Читаем В доме музыка жила. Дмитрий Шостакович, Сергей Прокофьев, Святослав Рихтер полностью

Либретто написано Касьяном Голейзовским – одним из самых выдающихся балетных постановщиков мира, человеком немыслимой силы фантазии. Ему очень понравилась музыка. Но и у этого балета судьба сложилась неудачно. Голейзовский великолепно поставил его силами Хореографического училища Большого театра, и я прекрасно помню премьеру концертного исполнения этого балета (или генеральную репетицию?) на сцене Зала имени Чайковского. Особенно мне понравился танец цыплят.

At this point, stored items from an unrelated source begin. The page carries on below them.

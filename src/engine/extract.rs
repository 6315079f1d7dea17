//! Per-page procedure: lazy-load, item query behind the intervention gate,
//! then one record per item element

use anyhow::{Context, Result};
use tracing::{debug, info, warn};

use crate::engine::EngineTiming;
use crate::engine::gate::InterventionGate;
use crate::engine::resolver;
use crate::models::{RawRecord, SelectorSpec};
use crate::traits::{ControlChannel, PageSurface};

/// Scroll until the accumulated distance reaches the document height so
/// content that loads on scroll gets rendered.
///
/// # Returns
/// * `Result<u64>` - Total distance scrolled
pub async fn trigger_lazy_load<S: PageSurface>(surface: &mut S, timing: &EngineTiming) -> Result<u64> {
    let step = timing.scroll_step.max(1);
    let mut scrolled = 0u64;

    loop {
        let height = surface.scroll_by(step).await?;
        scrolled += u64::from(step);
        debug!("Lazy-load scrolled {}px of {}px", scrolled, height);

        if scrolled >= height {
            return Ok(scrolled);
        }
        tokio::time::sleep(timing.scroll_interval).await;
    }
}

/// Builds records from the item elements of the current page
#[derive(Debug, Clone, Copy)]
pub struct ItemExtractor<'a> {
    base_selector: &'a str,
    specs: &'a [SelectorSpec],
    timing: EngineTiming,
}

impl<'a> ItemExtractor<'a> {
    pub fn new(base_selector: &'a str, specs: &'a [SelectorSpec], timing: EngineTiming) -> Self {
        Self {
            base_selector,
            specs,
            timing,
        }
    }

    /// Extract every item of the page currently loaded in `surface`.
    ///
    /// Blocks on the intervention gate for as long as the base query comes
    /// back empty. Fails only when the query itself errors or the control
    /// channel closes.
    pub async fn extract_page<S, C>(
        &self,
        surface: &mut S,
        channel: &mut C,
        url: &str,
    ) -> Result<Vec<RawRecord>>
    where
        S: PageSurface,
        C: ControlChannel + ?Sized,
    {
        if let Err(e) = trigger_lazy_load(surface, &self.timing).await {
            warn!("Lazy-load scrolling failed on {}, extracting what has rendered: {}", url, e);
        }

        let items = loop {
            let items = surface
                .query_all(self.base_selector)
                .await
                .with_context(|| format!("failed to query `{}`", self.base_selector))?;
            if !items.is_empty() {
                break items;
            }
            InterventionGate::enter().wait(channel, url).await?;
        };

        info!("Found {} item elements on {}", items.len(), url);

        let mut records = Vec::with_capacity(items.len());
        for item in &items {
            records.push(self.extract_item(surface, item).await);
        }
        Ok(records)
    }

    /// One record per item, fields in declaration order. Absent fields are
    /// kept, never filtered.
    pub async fn extract_item<S: PageSurface>(&self, surface: &mut S, item: &S::Element) -> RawRecord {
        let mut record = RawRecord::new();
        for spec in self.specs {
            let value = resolver::resolve(surface, item, spec).await;
            record.push(spec.name.clone(), value);
        }
        record
    }
}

Стояли в ряд большие яйца, и из них вдруг выбежали – вылупились желтые воздушные создания и под остроумную музыку исполнили очаровательно окрашенный юмором необычный танец. Вообще все было необычным и, насколько я теперь могу осознать, в балетном смысле камерным и вместе с тем праздничным, трогательным. Успех был огромный, но тут как раз подоспело постановление партии, подвергшее уничтожению всю деятельность Голейзовского как формалиста, чуждого, безыдейного и дальше весь набор привычных эпитетов. И это при том, что Голейзовский практически был создателем, например, фильма «Цирк». Постановку сняли в тот же миг, как вышло постановление. Осталась партитура. Сюиту из балета записали на радио, и один из номеров балета, «Колыбельную», каждый вечер играли перед сном для детей, как теперь по телевизору «Спят усталые игрушки» А. И. Островского. Поэтому отчасти папино имя было так хорошо известно представителям старшего поколения, поколения родителей, которых уж давно нет.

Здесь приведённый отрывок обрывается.